In Above Ground, Clint Smith proves that, in the words of William Wordsworth, “The Child is father of the Man,” as his poems explore the beauty, fear and sacredness of being a child and then raising his own. Written to and for his kids, Smith’s verses build a nonlinear narrative of his journey into fatherhood, including health difficulties and his attempts to teach his children how to exist in a troubled world. Wonder and joy are prevalent throughout the book, with Smith writing many odes to his children’s quirks and the idiosyncrasies of child rearing, including first smiles and hiccups. In a time when the future is increasingly uncertain, such a touching and profound statement on parenthood is desperately needed. Smith provides the shot in the arm, reinvigorating our ability to love and nurture.

Trace Evidence

For a second it seemed like American culture was approaching a racial reckoning. Though that moment has passed with few tangible results, Charif Shanahan takes advantage of the still-burning embers in Trace Evidence, speaking to the country in sharp, unifying language.

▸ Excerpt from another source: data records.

//! The demo action grammar.
//!
//! Every step in a demo carries exactly one action, written as a call-like
//! expression such as `CLICK(x=0.5, y=0.5)` or `TYPE("hello")`. The set of
//! keywords is closed and each keyword has a fixed argument shape.
//!
//! Parsing never panics on user input: anything that doesn't fit the grammar
//! comes back as an [`ActionError`] so callers can collect it as a diagnostic.

use std::fmt;
use std::str::FromStr;
use std::sync::LazyLock;

use derive_more::Display;
use itertools::Itertools;
use regex::Regex;
use serde::Serialize;

/// A decimal number, optionally negative. Negative values are accepted by the
/// grammar so that range checks can report them instead of syntax checks.
const NUM: &str = r"-?(?:\d+(?:\.\d*)?|\.\d+)";

static KEYWORD: LazyLock<Regex> =
    LazyLock::new(|| Regex::new(r"^([A-Za-z_][A-Za-z0-9_]*)\s*\(").expect("valid regex"));

static POINT_ARGS: LazyLock<Regex> = LazyLock::new(|| {
    Regex::new(&format!(
        r"^\(\s*x\s*=\s*({NUM})\s*,\s*y\s*=\s*({NUM})\s*\)$"
    ))
    .expect("valid regex")
});

static TEXT_ARGS: LazyLock<Regex> = LazyLock::new(|| {
    Regex::new(r#"^\(\s*"((?:[^"\\]|\\.)*)"\s*\)$"#).expect("valid regex")
});

static WAIT_ARGS: LazyLock<Regex> = LazyLock::new(|| {
    Regex::new(&format!(r"^\(\s*({NUM})\s*\)$")).expect("valid regex")
});

static DRAG_ARGS: LazyLock<Regex> = LazyLock::new(|| {
    Regex::new(&format!(
        r"^\(\s*start_x\s*=\s*({NUM})\s*,\s*start_y\s*=\s*({NUM})\s*,\s*end_x\s*=\s*({NUM})\s*,\s*end_y\s*=\s*({NUM})\s*\)$"
    ))
    .expect("valid regex")
});

static SCROLL_ARGS: LazyLock<Regex> = LazyLock::new(|| {
    Regex::new(r#"^\(\s*direction\s*=\s*"(up|down|left|right)"\s*\)$"#).expect("valid regex")
});

static NO_ARGS: LazyLock<Regex> =
    LazyLock::new(|| Regex::new(r"^\(\s*\)$").expect("valid regex"));

/// The keyword of an action, without its arguments.
#[derive(Debug, Clone, Copy, PartialEq, Eq, Hash, PartialOrd, Ord, Serialize)]
#[serde(rename_all = "SCREAMING_SNAKE_CASE")]
pub enum ActionKind {
    Click,
    RightClick,
    DoubleClick,
    TripleClick,
    Type,
    Hotkey,
    Wait,
    Drag,
    Hover,
    Scroll,
    Done,
    Fail,
}

impl ActionKind {
    /// Every keyword in the grammar, in documentation order.
    pub const ALL: [ActionKind; 12] = [
        ActionKind::Click,
        ActionKind::RightClick,
        ActionKind::DoubleClick,
        ActionKind::TripleClick,
        ActionKind::Type,
        ActionKind::Hotkey,
        ActionKind::Wait,
        ActionKind::Drag,
        ActionKind::Hover,
        ActionKind::Scroll,
        ActionKind::Done,
        ActionKind::Fail,
    ];

    /// The keyword as written in demo files.
    pub fn keyword(self) -> &'static str {
        match self {
            ActionKind::Click => "CLICK",
            ActionKind::RightClick => "RIGHT_CLICK",
            ActionKind::DoubleClick => "DOUBLE_CLICK",
            ActionKind::TripleClick => "TRIPLE_CLICK",
            ActionKind::Type => "TYPE",
            ActionKind::Hotkey => "HOTKEY",
            ActionKind::Wait => "WAIT",
            ActionKind::Drag => "DRAG",
            ActionKind::Hover => "HOVER",
            ActionKind::Scroll => "SCROLL",
            ActionKind::Done => "DONE",
            ActionKind::Fail => "FAIL",
        }
    }

    /// The expected argument shape, used in diagnostics and the grammar reference.
    pub fn signature(self) -> &'static str {
        match self {
            ActionKind::Click => "CLICK(x=<num>, y=<num>)",
            ActionKind::RightClick => "RIGHT_CLICK(x=<num>, y=<num>)",
            ActionKind::DoubleClick => "DOUBLE_CLICK(x=<num>, y=<num>)",
            ActionKind::TripleClick => "TRIPLE_CLICK(x=<num>, y=<num>)",
            ActionKind::Type => r#"TYPE("<text>")"#,
            ActionKind::Hotkey => r#"HOTKEY("<key>+<key>[, <key>+<key>...]")"#,
            ActionKind::Wait => "WAIT(<seconds>)",
            ActionKind::Drag => "DRAG(start_x=<num>, start_y=<num>, end_x=<num>, end_y=<num>)",
            ActionKind::Hover => "HOVER(x=<num>, y=<num>)",
            ActionKind::Scroll => r#"SCROLL(direction="up|down|left|right")"#,
            ActionKind::Done => "DONE()",
            ActionKind::Fail => "FAIL()",
        }
    }

    /// Look up a keyword. Keywords are case sensitive.
    pub fn from_keyword(keyword: &str) -> Option<Self> {
        Self::ALL.into_iter().find(|kind| kind.keyword() == keyword)
    }
}

impl fmt::Display for ActionKind {
    fn fmt(&self, f: &mut fmt::Formatter<'_>) -> fmt::Result {
        f.write_str(self.keyword())
    }
}

/// Why an action failed to parse.
#[derive(Debug, Clone, PartialEq, Eq, Display)]
pub enum ActionError {
    /// The text doesn't have a `KEYWORD(...)` shape at all.
    #[display("expected an action of the form KEYWORD(...)")]
    Unrecognized,

    /// The keyword isn't part of the grammar.
    #[display("unknown action type {_0:?}")]
    UnknownKeyword(String),

    /// The keyword is known but its arguments don't match its shape.
    #[display("invalid {_0} format, expected {}", _0.signature())]
    Malformed(ActionKind),
}

impl std::error::Error for ActionError {}

/// A position in normalized screen space.
///
/// Both axes are expected in `[0, 1]`; values outside that range still parse.
#[derive(Debug, Clone, Copy, PartialEq, Serialize)]
pub struct Point {
    pub x: f64,
    pub y: f64,
}

impl Point {
    pub fn new(x: f64, y: f64) -> Self {
        Self { x, y }
    }

    /// Whether both coordinates fall within `[0, 1]`.
    pub fn is_normalized(&self) -> bool {
        (0.0..=1.0).contains(&self.x) && (0.0..=1.0).contains(&self.y)
    }
}

impl fmt::Display for Point {
    fn fmt(&self, f: &mut fmt::Formatter<'_>) -> fmt::Result {
        write!(f, "({}, {})", self.x, self.y)
    }
}

/// A single key chord such as `ctrl+shift+s`.
#[derive(Debug, Clone, PartialEq, Eq, Serialize)]
#[serde(transparent)]
pub struct KeyCombo(Vec<String>);

impl KeyCombo {
    /// The individual key names, in order.
    pub fn keys(&self) -> &[String] {
        &self.0
    }
}

impl FromStr for KeyCombo {
    type Err = ();

    fn from_str(combo: &str) -> Result<Self, Self::Err> {
        let keys = combo.split('+').map(str::trim).collect_vec();
        if keys.iter().any(|key| key.is_empty() || key.contains(char::is_whitespace)) {
            return Err(());
        }
        Ok(Self(keys.into_iter().map(String::from).collect()))
    }
}

impl fmt::Display for KeyCombo {
    fn fmt(&self, f: &mut fmt::Formatter<'_>) -> fmt::Result {
        f.write_str(&self.0.join("+"))
    }
}

/// Direction argument of `SCROLL`.
#[derive(Debug, Clone, Copy, PartialEq, Eq, Display, Serialize)]
#[serde(rename_all = "snake_case")]
pub enum ScrollDirection {
    #[display("up")]
    Up,
    #[display("down")]
    Down,
    #[display("left")]
    Left,
    #[display("right")]
    Right,
}

/// A parsed action.
#[derive(Debug, Clone, PartialEq, Serialize)]
#[serde(tag = "action", rename_all = "SCREAMING_SNAKE_CASE")]
pub enum Action {
    Click(Point),
    RightClick(Point),
    DoubleClick(Point),
    TripleClick(Point),
    Type { text: String },
    Hotkey { combos: Vec<KeyCombo> },
    Wait { seconds: f64 },
    Drag { start: Point, end: Point },
    Hover(Point),
    Scroll { direction: ScrollDirection },
    Done,
    Fail,
}

impl Action {
    /// Parse the text of an action, e.g. `CLICK(x=0.1, y=0.2)`.
    ///
    /// Leading and trailing whitespace is ignored.
    pub fn parse(text: &str) -> Result<Self, ActionError> {
        let text = text.trim();
        let Some(captures) = KEYWORD.captures(text) else {
            return Err(ActionError::Unrecognized);
        };

        let keyword = &captures[1];
        let kind = ActionKind::from_keyword(keyword)
            .ok_or_else(|| ActionError::UnknownKeyword(keyword.to_string()))?;

        // The argument regexes anchor on the opening parenthesis.
        let args = text[captures.get(1).map_or(0, |m| m.end())..].trim_start();
        parse_args(kind, args).ok_or(ActionError::Malformed(kind))
    }

    /// The keyword of this action.
    pub fn kind(&self) -> ActionKind {
        match self {
            Action::Click(_) => ActionKind::Click,
            Action::RightClick(_) => ActionKind::RightClick,
            Action::DoubleClick(_) => ActionKind::DoubleClick,
            Action::TripleClick(_) => ActionKind::TripleClick,
            Action::Type { .. } => ActionKind::Type,
            Action::Hotkey { .. } => ActionKind::Hotkey,
            Action::Wait { .. } => ActionKind::Wait,
            Action::Drag { .. } => ActionKind::Drag,
            Action::Hover(_) => ActionKind::Hover,
            Action::Scroll { .. } => ActionKind::Scroll,
            Action::Done => ActionKind::Done,
            Action::Fail => ActionKind::Fail,
        }
    }

    /// Every screen position referenced by the action, labeled by argument.
    pub fn points(&self) -> Vec<(&'static str, Point)> {
        match self {
            Action::Click(point)
            | Action::RightClick(point)
            | Action::DoubleClick(point)
            | Action::TripleClick(point)
            | Action::Hover(point) => vec![("coordinates", *point)],
            Action::Drag { start, end } => vec![("start", *start), ("end", *end)],
            _ => Vec::new(),
        }
    }

    /// Whether this action ends the demo.
    pub fn is_terminal(&self) -> bool {
        matches!(self, Action::Done | Action::Fail)
    }
}

impl FromStr for Action {
    type Err = ActionError;

    fn from_str(text: &str) -> Result<Self, Self::Err> {
        Self::parse(text)
    }
}

impl fmt::Display for Action {
    fn fmt(&self, f: &mut fmt::Formatter<'_>) -> fmt::Result {
        let kind = self.kind();
        match self {
            Action::Click(p)
            | Action::RightClick(p)
            | Action::DoubleClick(p)
            | Action::TripleClick(p)
            | Action::Hover(p) => write!(f, "{kind}(x={}, y={})", p.x, p.y),
            Action::Type { text } => write!(f, "{kind}(\"{}\")", escape(text)),
            Action::Hotkey { combos } => {
                write!(f, "{kind}(\"{}\")", escape(&combos.iter().join(", ")))
            }
            Action::Wait { seconds } => write!(f, "{kind}({seconds})"),
            Action::Drag { start, end } => write!(
                f,
                "{kind}(start_x={}, start_y={}, end_x={}, end_y={})",
                start.x, start.y, end.x, end.y
            ),
            Action::Scroll { direction } => write!(f, "{kind}(direction=\"{direction}\")"),
            Action::Done | Action::Fail => write!(f, "{kind}()"),
        }
    }
}

/// Parse the parenthesized arguments for a known keyword.
fn parse_args(kind: ActionKind, args: &str) -> Option<Action> {
    match kind {
        ActionKind::Click => parse_point(args).map(Action::Click),
        ActionKind::RightClick => parse_point(args).map(Action::RightClick),
        ActionKind::DoubleClick => parse_point(args).map(Action::DoubleClick),
        ActionKind::TripleClick => parse_point(args).map(Action::TripleClick),
        ActionKind::Hover => parse_point(args).map(Action::Hover),
        ActionKind::Type => {
            let captures = TEXT_ARGS.captures(args)?;
            Some(Action::Type {
                text: unescape(&captures[1]),
            })
        }
        ActionKind::Hotkey => {
            let captures = TEXT_ARGS.captures(args)?;
            let combos = unescape(&captures[1])
                .split(',')
                .map(str::parse::<KeyCombo>)
                .collect::<Result<Vec<_>, _>>()
                .ok()?;
            Some(Action::Hotkey { combos })
        }
        ActionKind::Wait => {
            let captures = WAIT_ARGS.captures(args)?;
            let seconds = number(&captures[1])?;
            (seconds >= 0.0).then_some(Action::Wait { seconds })
        }
        ActionKind::Drag => {
            let captures = DRAG_ARGS.captures(args)?;
            Some(Action::Drag {
                start: Point::new(number(&captures[1])?, number(&captures[2])?),
                end: Point::new(number(&captures[3])?, number(&captures[4])?),
            })
        }
        ActionKind::Scroll => {
            let captures = SCROLL_ARGS.captures(args)?;
            let direction = match &captures[1] {
                "up" => ScrollDirection::Up,
                "down" => ScrollDirection::Down,
                "left" => ScrollDirection::Left,
                "right" => ScrollDirection::Right,
                _ => return None,
            };
            Some(Action::Scroll { direction })
        }
        ActionKind::Done => NO_ARGS.is_match(args).then_some(Action::Done),
        ActionKind::Fail => NO_ARGS.is_match(args).then_some(Action::Fail),
    }
}

fn parse_point(args: &str) -> Option<Point> {
    let captures = POINT_ARGS.captures(args)?;
    Some(Point::new(number(&captures[1])?, number(&captures[2])?))
}

fn number(text: &str) -> Option<f64> {
    text.parse::<f64>().ok()
}

/// Resolve the escapes allowed inside quoted action arguments.
fn unescape(text: &str) -> String {
    let mut out = String::with_capacity(text.len());
    let mut chars = text.chars();
    while let Some(c) = chars.next() {
        if c != '\\' {
            out.push(c);
            continue;
        }
        match chars.next() {
            Some('n') => out.push('\n'),
            Some('t') => out.push('\t'),
            Some(other) => out.push(other),
            None => out.push('\\'),
        }
    }
    out
}

fn escape(text: &str) -> String {
    let mut out = String::with_capacity(text.len());
    for c in text.chars() {
        match c {
            '"' => out.push_str("\\\""),
            '\\' => out.push_str("\\\\"),
            '\n' => out.push_str("\\n"),
            '\t' => out.push_str("\\t"),
            c => out.push(c),
        }
    }
    out
}
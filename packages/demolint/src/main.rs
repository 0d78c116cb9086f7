//! Demolint checks GUI-automation demos before agents replay them.

use color_eyre::{Result, Section};
use tracing::{instrument, level_filters::LevelFilter};

mod cmd;

use clap::{Parser, Subcommand};
use tracing_error::ErrorLayer;
use tracing_subscriber::{EnvFilter, fmt, layer::SubscriberExt, util::SubscriberInitExt};

/// Demolint checks GUI-automation demos.
#[derive(Parser)]
#[command(author, version, about)]
struct Cli {
    #[command(subcommand)]
    command: Commands,
}

#[derive(Subcommand)]
enum Commands {
    /// Validate demo files or directories of demos.
    Validate(cmd::validate::Config),

    /// Print a demo as parsed, in JSON.
    Parse(cmd::parse::Config),

    /// Display the action grammar reference.
    Grammar(cmd::grammar::Config),

    /// Display the effective settings.
    Settings(cmd::settings::Config),
}

#[instrument]
fn main() -> Result<()> {
    color_eyre::install()?;
    let cli = Cli::parse();

    // Validation output goes to stdout; logs go to stderr and are quiet by
    // default so the output stays machine readable.
    //
    // Examples:
    // - `DEMOLINT_LOG=debug` to log per-document parse and validation details
    // - `DEMOLINT_LOG=info` to log batch summaries
    tracing_subscriber::registry()
        .with(ErrorLayer::default())
        .with(
            fmt::layer()
                .with_level(true)
                .with_file(true)
                .with_line_number(true)
                .with_target(true)
                .with_thread_ids(true)
                .with_thread_names(true)
                .pretty()
                .with_writer(std::io::stderr),
        )
        .with(
            EnvFilter::builder()
                .with_env_var("DEMOLINT_LOG")
                .with_default_directive(LevelFilter::WARN.into())
                .from_env_lossy(),
        )
        .init();

    match cli.command {
        Commands::Validate(config) => cmd::validate::main(config),
        Commands::Parse(config) => cmd::parse::main(config),
        Commands::Grammar(config) => cmd::grammar::main(config),
        Commands::Settings(config) => cmd::settings::main(config),
    }
    .suggestion("Run `demolint grammar` for the demo format and action reference.")
}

Despite perpetual division, or perhaps because of it, Shanahan is able to produce answers to racialized questions of belonging through these poems, emphasizing how humanity goes beyond such constructions. His words are moving and muscular, with each line pulsating with wisely crafted feeling and thought. Poems like “Talking With My Boss About Diversity and Inclusion” allow Shanahan to really shine, showing not just how a person is impacted by race but also how race is shaped by all of us, individually, in every moment. 

a “Working Life”

It is important to stay happy, to maintain daily reminders of goodness and wonder, and in a “Working Life”, Eileen Myles helps us do just that. With their streamlined style and singular devotion to mundane wonder, they show how life can still be surprising despite the inevitability we may feel each day. Contradictions and coincidences, joy and despair, the intricacies of life and death are all captured in these brief, fleeting poems, told in tight verse and with some lines only a word long. They reflect how quickly time goes by and how each second provides something deep and new, creating an infinite loop of meaning—a message that is helpful and frustrating, uplifting and perplexing. Really, it’s life.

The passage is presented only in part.